By 1981, Pilot had reached 100 convenience stores and $175 million in annual sales.

This was also the year that Pilot opened its first 'travel center,' or truck stop.

Truck stops are crucial for truckers and other travellers on long trips because, in addition to restrooms and gas, they provide food options and a significant amount of parking.

Some Pilot stops even feature laundry machines and showers.

In 2009, Pilot acquired 250 Flying J travel centres, after the other truck stop chain filed for bankruptcy. Two years later, the two formally merged, with the new 'Pilot Flying J' encompassing 550 travel centres across North America.

Today, the chain has more than 750 locations and 27,000 employees across the US and Canada.

Pilot Flying J attempts to attract both professional truckers and more casual travellers to the chain.

Travel centres host restaurants including Subway, Cinnabon, and Arby's.

They also feature 'PJ Fresh' food, which the company describes as quality fast-casual options that you can't find at most trucks stops.

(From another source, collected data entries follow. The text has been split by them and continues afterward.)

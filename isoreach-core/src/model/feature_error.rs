#[derive(thiserror::Error, Debug)]
pub enum FeatureError {
    #[error("feature {index} has no geometry")]
    MissingGeometry { index: usize },
    #[error("feature {index} has unsupported geometry type '{geometry_type}', expected Point")]
    UnsupportedGeometry {
        index: usize,
        geometry_type: String,
    },
    #[error("feature {index} has neither an '@id' property nor a feature id")]
    MissingIdentifier { index: usize },
    #[error("feature {index} has invalid coordinates: {msg}")]
    InvalidCoordinates { index: usize, msg: String },
    #[error("failure converting GeoJSON geometry: {source}")]
    GeoJsonError {
        #[from]
        source: geojson::Error,
    },
}
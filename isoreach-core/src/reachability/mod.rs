mod aggregator;
mod range_filter;
mod reachability_aggregation;
mod reachability_error;

pub use aggregator::aggregate;
pub use range_filter::RangeFilter;
pub use reachability_aggregation::{ReachabilityAggregation, TRAVEL_TIME_PROPERTY};
pub use reachability_error::ReachabilityError;
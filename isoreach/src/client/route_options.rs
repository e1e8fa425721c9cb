use isoreach_core::model::TravelType;
use serde::{Deserialize, Serialize};

#[derive(Serialize, Deserialize, Debug, Clone, PartialEq)]
#[serde(rename_all = "camelCase")]
pub struct RouteOptions {
    pub travel_type: TravelType,
    /// search cutoff in seconds
    pub max_edge_weight: u32,
    pub edge_weight: String,
    pub path_serializer: String,
    pub srid: u32,
}

impl RouteOptions {
    pub fn new(travel_type: TravelType, max_edge_weight: u32) -> RouteOptions {
        RouteOptions {
            travel_type,
            max_edge_weight,
            edge_weight: String::from("time"),
            path_serializer: String::from("geojson"),
            srid: 4326,
        }
    }
}
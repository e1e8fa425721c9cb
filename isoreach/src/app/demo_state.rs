use isoreach_core::{
    model::{IntersectionMode, Point, TravelType},
    style::LayerSpec,
};
use itertools::Itertools;

use super::demo_layers;
use crate::client::{PolygonOptions, ReachabilityOptions, RouteOptions, TravelSpeed};

/// longest selectable travel time range, also the reachability search cutoff
pub const MAX_RANGE_MINUTES: u32 = 30;

/// the demo being run, with its markers, request options and loaded datasets
#[derive(Debug, Clone, PartialEq)]
pub enum DemoState {
    /// isochrone bands around one draggable source
    Polygon {
        markers: Vec<Point>,
        options: PolygonOptions,
    },
    /// combined isochrones of several draggable sources
    PolygonIntersection {
        markers: Vec<Point>,
        options: PolygonOptions,
    },
    /// a path between a draggable source and target
    Route {
        source: Point,
        target: Point,
        options: RouteOptions,
    },
    /// fastest travel time from any beach to every house
    TravelTimes {
        options: ReachabilityOptions,
        minutes: u32,
        sources: Vec<Point>,
        targets: Vec<Point>,
    },
    /// houses inside or outside the combined beach isochrone
    PolygonFiltering {
        options: PolygonOptions,
        minutes: u32,
        sources: Vec<Point>,
        targets: Vec<Point>,
    },
}

impl DemoState {
    pub fn polygon(lng: f64, lat: f64, travel_type: TravelType) -> DemoState {
        let mut options = PolygonOptions::five_minute_bands(travel_type);
        options.elevation = Some(true);
        options.walk_speed = Some(TravelSpeed { speed: 5.0 });
        options.bike_speed = Some(TravelSpeed { speed: 15.0 });
        DemoState::Polygon {
            markers: vec![Point::new("source", lng, lat)],
            options,
        }
    }

    pub fn polygon_intersection(
        coordinates: &[(f64, f64)],
        travel_type: TravelType,
        mode: IntersectionMode,
    ) -> DemoState {
        let mut options = PolygonOptions::five_minute_bands(travel_type);
        options.intersection_mode = mode;
        // sources need unique ids for the service to combine them
        let markers = coordinates
            .iter()
            .enumerate()
            .map(|(i, (lng, lat))| Point::new(format!("source-{i}"), *lng, *lat))
            .collect_vec();
        DemoState::PolygonIntersection { markers, options }
    }

    pub fn route(source: (f64, f64), target: (f64, f64), travel_type: TravelType) -> DemoState {
        DemoState::Route {
            source: Point::new("source", source.0, source.1),
            target: Point::new("target", target.0, target.1),
            options: RouteOptions::new(travel_type, 7200),
        }
    }

    pub fn travel_times(minutes: u32, travel_type: TravelType) -> DemoState {
        DemoState::TravelTimes {
            options: ReachabilityOptions::new(travel_type, MAX_RANGE_MINUTES * 60),
            minutes,
            sources: vec![],
            targets: vec![],
        }
    }

    pub fn polygon_filtering(minutes: u32) -> DemoState {
        DemoState::PolygonFiltering {
            options: PolygonOptions::new(TravelType::Walk, vec![minutes.saturating_mul(60)]),
            minutes,
            sources: vec![],
            targets: vec![],
        }
    }

    /// the selected travel time range of the travel-times and
    /// polygon-filtering demos
    pub fn range_minutes(&self) -> Option<u32> {
        match self {
            DemoState::TravelTimes { minutes, .. }
            | DemoState::PolygonFiltering { minutes, .. } => Some(*minutes),
            _ => None,
        }
    }

    pub fn name(&self) -> &'static str {
        match self {
            DemoState::Polygon { .. } => "polygon",
            DemoState::PolygonIntersection { .. } => "polygon-intersection",
            DemoState::Route { .. } => "route",
            DemoState::TravelTimes { .. } => "travel-times",
            DemoState::PolygonFiltering { .. } => "polygon-filtering",
        }
    }

    /// map layers added when the map loads
    pub fn layers(&self) -> Vec<LayerSpec> {
        match self {
            DemoState::Polygon { options, .. } | DemoState::PolygonIntersection { options, .. } => {
                vec![demo_layers::polygon_bands(&options.travel_edge_weights)]
            }
            DemoState::Route { .. } => vec![demo_layers::route_line()],
            DemoState::TravelTimes { minutes, .. } => demo_layers::travel_time_points(*minutes),
            DemoState::PolygonFiltering { options, .. } => {
                let mut layers = vec![demo_layers::single_band(&options.travel_edge_weights)];
                layers.extend(demo_layers::containment_points());
                layers
            }
        }
    }
}
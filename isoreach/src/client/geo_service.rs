use geojson::FeatureCollection;
use isoreach_core::model::{Point, TravelRecord};

use super::{ClientError, PolygonOptions, ReachabilityOptions, RouteOptions};

/// the remote operations the demos depend on. implemented by
/// [`super::TargomoClient`]; the app is generic over it so event handling can
/// run without a network.
#[allow(async_fn_in_trait)]
pub trait GeoService {
    /// isochrone polygons around the sources, one band per travel edge weight
    async fn polygons(
        &self,
        sources: &[Point],
        options: &PolygonOptions,
    ) -> Result<FeatureCollection, ClientError>;

    /// routes from each source to each target. empty when no route exists.
    async fn routes(
        &self,
        sources: &[Point],
        targets: &[Point],
        options: &RouteOptions,
    ) -> Result<Vec<FeatureCollection>, ClientError>;

    /// travel time records for the targets, possibly several per target
    async fn reachability(
        &self,
        sources: &[Point],
        targets: &[Point],
        options: &ReachabilityOptions,
    ) -> Result<Vec<TravelRecord>, ClientError>;

    /// a static GeoJSON point dataset
    async fn fetch_dataset(&self, url: &str) -> Result<FeatureCollection, ClientError>;
}
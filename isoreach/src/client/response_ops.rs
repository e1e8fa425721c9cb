//! decoding of Targomo responses.

use geojson::{Feature, FeatureCollection, GeoJson};
use isoreach_core::model::TravelRecord;
use serde_json::Value;

use super::ClientError;

/// strips the `{"code": .., "data": ..}` envelope the service wraps results in.
/// bodies without a `data` member are returned unchanged.
pub fn unwrap_envelope(value: Value) -> Result<Value, ClientError> {
    let mut obj = match value {
        Value::Object(obj) => obj,
        other => return Ok(other),
    };
    if let Some(code) = obj.get("code").and_then(Value::as_str) {
        if code != "ok" {
            let message = obj
                .get("message")
                .map(|m| m.as_str().map(String::from).unwrap_or_else(|| m.to_string()))
                .unwrap_or_default();
            return Err(ClientError::ServiceError {
                code: code.to_string(),
                message,
            });
        }
    }
    match obj.remove("data") {
        Some(data) => Ok(data),
        None => Ok(Value::Object(obj)),
    }
}

/// reads a polygon response as a FeatureCollection. a lone Feature or
/// Geometry is wrapped into a single-feature collection.
pub fn parse_polygons(value: Value) -> Result<FeatureCollection, ClientError> {
    let data = unwrap_envelope(value)?;
    let geojson = GeoJson::from_json_value(data).map_err(|e| decode_error("polygon", e))?;
    Ok(into_collection(geojson))
}

/// reads a route response. the routes may be listed directly or under a
/// `routes` member; each route is a FeatureCollection of path segments.
/// an empty list is a valid answer meaning no route was found.
pub fn parse_routes(value: Value) -> Result<Vec<FeatureCollection>, ClientError> {
    let data = unwrap_envelope(value)?;
    let routes = match data {
        Value::Null => return Ok(vec![]),
        Value::Array(routes) => routes,
        Value::Object(mut obj) => match obj.remove("routes") {
            Some(Value::Array(routes)) => routes,
            Some(Value::Null) | None => vec![],
            Some(other) => {
                return Err(decode_error(
                    "route",
                    format!("expected `routes` array, found {other}"),
                ))
            }
        },
        other => {
            return Err(decode_error(
                "route",
                format!("expected array of routes, found {other}"),
            ))
        }
    };
    routes
        .into_iter()
        .map(|route| {
            GeoJson::from_json_value(route)
                .map(into_collection)
                .map_err(|e| decode_error("route", e))
        })
        .collect()
}

/// reads a reachability response as travel records
pub fn parse_reachability(value: Value) -> Result<Vec<TravelRecord>, ClientError> {
    let data = unwrap_envelope(value)?;
    if data.is_null() {
        return Ok(vec![]);
    }
    serde_json::from_value::<Vec<TravelRecord>>(data).map_err(|e| decode_error("reachability", e))
}

fn into_collection(geojson: GeoJson) -> FeatureCollection {
    match geojson {
        GeoJson::FeatureCollection(fc) => fc,
        GeoJson::Feature(f) => single(f),
        GeoJson::Geometry(g) => single(Feature::from(g)),
    }
}

fn single(feature: Feature) -> FeatureCollection {
    FeatureCollection {
        bbox: None,
        features: vec![feature],
        foreign_members: None,
    }
}

fn decode_error<E: ToString>(what: &str, e: E) -> ClientError {
    ClientError::DecodeError {
        what: what.to_string(),
        msg: e.to_string(),
    }
}
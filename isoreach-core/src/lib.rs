pub mod containment;
pub mod model;
pub mod reachability;
pub mod style;
pub mod util;
use std::{fmt::Display, str::FromStr};

use serde::{Deserialize, Serialize};

/// how the service combines the polygons of multiple sources
#[derive(Serialize, Deserialize, Debug, Clone, Copy, PartialEq, Eq, Default)]
#[serde(rename_all = "lowercase")]
pub enum IntersectionMode {
    #[default]
    Union,
    Intersection,
    Average,
}

impl Display for IntersectionMode {
    fn fmt(&self, f: &mut std::fmt::Formatter<'_>) -> std::fmt::Result {
        match self {
            IntersectionMode::Union => write!(f, "union"),
            IntersectionMode::Intersection => write!(f, "intersection"),
            IntersectionMode::Average => write!(f, "average"),
        }
    }
}

impl FromStr for IntersectionMode {
    type Err = String;

    fn from_str(s: &str) -> Result<Self, Self::Err> {
        match s.trim().to_lowercase().as_str() {
            "union" => Ok(IntersectionMode::Union),
            "intersection" => Ok(IntersectionMode::Intersection),
            "average" => Ok(IntersectionMode::Average),
            other => Err(format!(
                "unknown intersection mode '{other}', expected one of union, intersection, average"
            )),
        }
    }
}
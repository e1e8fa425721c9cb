pub mod app;
pub mod client;
pub mod render;
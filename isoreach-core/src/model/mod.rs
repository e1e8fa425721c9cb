mod feature_error;
mod identifier;
mod intersection_mode;
mod point;
mod travel_record;
mod travel_type;

pub use feature_error::FeatureError;
pub use identifier::deserialize_identifier;
pub use intersection_mode::IntersectionMode;
pub use point::{points_from_collection, Point, ID_PROPERTY};
pub use travel_record::{TravelRecord, UNREACHABLE};
pub use travel_type::TravelType;
use serde::{Deserialize, Serialize};

/// a WGS84 location given on the command line as `lng,lat`
#[derive(Debug, Clone, Copy, Serialize, Deserialize, PartialEq)]
pub struct CliCoordinate {
    pub lng: f64,
    pub lat: f64,
}

impl CliCoordinate {
    pub fn as_tuple(&self) -> (f64, f64) {
        (self.lng, self.lat)
    }
}

pub fn parse_coordinate(s: &str) -> Result<CliCoordinate, String> {
    let parts: Vec<&str> = s.split(',').collect();
    match parts.as_slice() {
        [lng, lat] => Ok(CliCoordinate {
            lng: parse_lng(lng)?,
            lat: parse_lat(lat)?,
        }),
        _ => Err(format!("expected format: lng,lat, got: {s}")),
    }
}

impl std::fmt::Display for CliCoordinate {
    fn fmt(&self, f: &mut std::fmt::Formatter<'_>) -> std::fmt::Result {
        write!(f, "{},{}", self.lng, self.lat)
    }
}

fn parse_lat(lat: &str) -> Result<f64, String> {
    parse_num(lat, -90.0, 90.0).map_err(|e| format!("invalid latitude: {e}"))
}

fn parse_lng(lng: &str) -> Result<f64, String> {
    parse_num(lng, -180.0, 180.0).map_err(|e| format!("invalid longitude: {e}"))
}

fn parse_num(s: &str, min: f64, max: f64) -> Result<f64, String> {
    let v = s
        .trim()
        .parse::<f64>()
        .map_err(|_| format!("not a number: {s}"))?;
    if !(min..=max).contains(&v) {
        Err(format!(
            "number '{v}' is not valid, must be in range [{min},{max}]"
        ))
    } else {
        Ok(v)
    }
}

#[cfg(test)]
mod tests {
    use super::{parse_coordinate, CliCoordinate};

    #[test]
    fn test_parse_coordinate() {
        let c = parse_coordinate("13.37, 52.51").unwrap();
        assert_eq!(
            c,
            CliCoordinate {
                lng: 13.37,
                lat: 52.51
            }
        );
        assert_eq!(c.to_string(), "13.37,52.51");
    }

    #[test]
    fn test_rejects_out_of_range_and_malformed() {
        assert!(parse_coordinate("52.51,13.37,1").is_err());
        assert!(parse_coordinate("13.37").is_err());
        assert!(parse_coordinate("13.37,95").is_err());
        assert!(parse_coordinate("-181,0").is_err());
        assert!(parse_coordinate("east,0").is_err());
    }
}
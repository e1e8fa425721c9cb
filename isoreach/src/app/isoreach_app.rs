use std::path::{Path, PathBuf};

use clap::{Parser, Subcommand};
use isoreach_core::model::{IntersectionMode, TravelType};
use itertools::Itertools;
use serde::{Deserialize, Serialize};

use super::{
    parse_coordinate, run_events, AppConfig, AppError, AppEvent, AppState, CliCoordinate,
    DemoState, MAX_RANGE_MINUTES,
};
use crate::render::GeoJsonDirRenderer;

/// Command line tool running the Targomo isochrone, route and reachability demos,
/// writing the map sources and layers to an output directory
#[derive(Parser)]
#[command(author, version, about, long_about = None)]
#[command(propagate_version = true)]
pub struct IsoreachApp {
    /// TOML configuration file with `[client]` and `[datasets]` sections
    #[arg(short, long, global = true)]
    pub config: Option<PathBuf>,
    /// directory receiving `map.json` and one GeoJSON file per map source
    #[arg(short, long, global = true, default_value_t = String::from("isoreach-out"))]
    pub out_dir: String,
    /// JSON file with a list of events to apply after the map loads
    #[arg(short, long, global = true)]
    pub events: Option<PathBuf>,
    /// select the demo to run
    #[command(subcommand)]
    pub op: DemoOperation,
}

#[derive(Debug, Clone, Serialize, Deserialize, Subcommand)]
pub enum DemoOperation {
    /// isochrone bands around a single source
    Polygon {
        /// source location as lng,lat
        #[arg(long, value_parser = parse_coordinate, default_value = "13.37,52.51")]
        source: CliCoordinate,
        #[arg(long, value_parser = parse_travel_type, default_value = "bike")]
        travel_type: TravelType,
    },
    /// union, intersection or average of the isochrones of several sources
    PolygonIntersection {
        /// source location as lng,lat, repeat for each source
        #[arg(long = "source", value_parser = parse_coordinate, default_values = ["13.4016,52.5116", "13.3756,52.5093"])]
        sources: Vec<CliCoordinate>,
        #[arg(long, value_parser = parse_travel_type, default_value = "walk")]
        travel_type: TravelType,
        #[arg(long, value_parser = parse_intersection_mode, default_value = "union")]
        mode: IntersectionMode,
    },
    /// a route between a source and a target
    Route {
        #[arg(long, value_parser = parse_coordinate, default_value = "4.335678,50.841535")]
        source: CliCoordinate,
        #[arg(long, value_parser = parse_coordinate, default_value = "4.392892,50.840536")]
        target: CliCoordinate,
        #[arg(long, value_parser = parse_travel_type, default_value = "bike")]
        travel_type: TravelType,
    },
    /// fastest travel time from any beach to each house
    TravelTimes {
        /// travel time range separating reachable houses, in minutes
        #[arg(long, value_parser = parse_minutes, default_value_t = MAX_RANGE_MINUTES)]
        minutes: u32,
        #[arg(long, value_parser = parse_travel_type, default_value = "walk")]
        travel_type: TravelType,
    },
    /// houses inside or outside the walking isochrone of the beaches
    PolygonFiltering {
        /// isochrone travel time in minutes
        #[arg(long, value_parser = parse_minutes, default_value_t = MAX_RANGE_MINUTES)]
        minutes: u32,
    },
}

impl DemoOperation {
    pub fn initial_demo(&self) -> DemoState {
        match self {
            DemoOperation::Polygon {
                source,
                travel_type,
            } => DemoState::polygon(source.lng, source.lat, *travel_type),
            DemoOperation::PolygonIntersection {
                sources,
                travel_type,
                mode,
            } => {
                let coordinates = sources.iter().map(CliCoordinate::as_tuple).collect_vec();
                DemoState::polygon_intersection(&coordinates, *travel_type, *mode)
            }
            DemoOperation::Route {
                source,
                target,
                travel_type,
            } => DemoState::route(source.as_tuple(), target.as_tuple(), *travel_type),
            DemoOperation::TravelTimes {
                minutes,
                travel_type,
            } => DemoState::travel_times(*minutes, *travel_type),
            DemoOperation::PolygonFiltering { minutes } => DemoState::polygon_filtering(*minutes),
        }
    }
}

impl IsoreachApp {
    pub fn run(&self) -> Result<(), AppError> {
        let config = AppConfig::load(self.config.as_deref())?;
        let service = config.client.build()?;
        let mut renderer = GeoJsonDirRenderer::new(&self.out_dir)?;
        let events = match &self.events {
            Some(path) => read_events(path)?,
            None => vec![],
        };
        let state = AppState::new(self.op.initial_demo(), config.datasets.clone());
        log::info!(
            "running {} demo with {} events, writing to {}",
            state.demo.name(),
            events.len(),
            self.out_dir
        );

        let runtime = tokio::runtime::Builder::new_current_thread()
            .enable_all()
            .build()
            .map_err(|e| {
                AppError::RuntimeError(format!("failure creating async rust tokio runtime: {e}"))
            })?;
        let (_, failures) =
            runtime.block_on(run_events(state, &events, &service, &mut renderer));
        if failures.is_empty() {
            Ok(())
        } else {
            Err(AppError::RunFailed(format!(
                "{} events failed: {}",
                failures.len(),
                failures.join("; ")
            )))
        }
    }
}

fn read_events(path: &Path) -> Result<Vec<AppEvent>, AppError> {
    let contents = std::fs::read_to_string(path).map_err(|e| AppError::ReadError {
        filepath: path.display().to_string(),
        error: e.to_string(),
    })?;
    serde_json::from_str(&contents).map_err(|e| AppError::ReadError {
        filepath: path.display().to_string(),
        error: e.to_string(),
    })
}

fn parse_travel_type(s: &str) -> Result<TravelType, String> {
    s.parse()
}

fn parse_minutes(s: &str) -> Result<u32, String> {
    let minutes = s
        .trim()
        .parse::<u32>()
        .map_err(|_| format!("not a whole number of minutes: {s}"))?;
    if (1..=MAX_RANGE_MINUTES).contains(&minutes) {
        Ok(minutes)
    } else {
        Err(format!(
            "range of {minutes} minutes is outside [1,{MAX_RANGE_MINUTES}]"
        ))
    }
}

fn parse_intersection_mode(s: &str) -> Result<IntersectionMode, String> {
    s.parse()
}

#[cfg(test)]
mod tests {
    use super::{DemoOperation, IsoreachApp};
    use crate::app::DemoState;
    use clap::Parser;
    use isoreach_core::model::{IntersectionMode, Point, TravelType};

    #[test]
    fn test_cli_defaults() {
        let app = IsoreachApp::try_parse_from(["isoreach", "route"]).unwrap();
        assert_eq!(app.out_dir, "isoreach-out");
        assert!(app.config.is_none());
        match app.op.initial_demo() {
            DemoState::Route {
                source,
                target,
                options,
            } => {
                assert_eq!(source, Point::new("source", 4.335678, 50.841535));
                assert_eq!(target, Point::new("target", 4.392892, 50.840536));
                assert_eq!(options.travel_type, TravelType::Bike);
            }
            other => panic!("unexpected demo {other:?}"),
        }
    }

    #[test]
    fn test_repeated_sources() {
        let app = IsoreachApp::try_parse_from([
            "isoreach",
            "polygon-intersection",
            "--source",
            "13.40,52.51",
            "--source",
            "13.37,52.50",
            "--source",
            "13.38,52.52",
            "--mode",
            "intersection",
        ])
        .unwrap();
        match &app.op {
            DemoOperation::PolygonIntersection { sources, mode, .. } => {
                assert_eq!(sources.len(), 3);
                assert_eq!(*mode, IntersectionMode::Intersection);
            }
            _ => panic!("expected polygon-intersection"),
        }
    }

    #[test]
    fn test_minutes_bounds() {
        for minutes in ["0", "31", "4294967295", "-5"] {
            let result =
                IsoreachApp::try_parse_from(["isoreach", "polygon-filtering", "--minutes", minutes]);
            assert!(result.is_err(), "accepted --minutes {minutes}");
        }
        let app =
            IsoreachApp::try_parse_from(["isoreach", "travel-times", "--minutes", "12"]).unwrap();
        assert_eq!(app.op.initial_demo().range_minutes(), Some(12));
    }

    #[test]
    fn test_invalid_travel_type_is_rejected() {
        let result =
            IsoreachApp::try_parse_from(["isoreach", "travel-times", "--travel-type", "boat"]);
        assert!(result.is_err());
    }
}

Of course, there are also more traditional gas station options like Icees and coffee.

Perhaps Flying Pilot J's most important feature is its dedication to cleanliness -- especially in the restrooms.

'It varies by store, but maintenance is supposed to check every 30 minutes to make sure the restrooms are clean,' founder Jim Haslam II told Fortune. 'In the past other managers and I would go into the stores and get a feel for what was going on. Friends would tell us if they ran into a dirty restroom somewhere. Now we do spot checks through mystery shoppers.'

Source: Fortune

The Haslam family has maintained majority stake in the company over the last 59 years.

Jimmy Haslam -- who is also the owner of the Cleveland Browns -- will remain on as CEO of the company following the Berkshire Hathaway acquisition.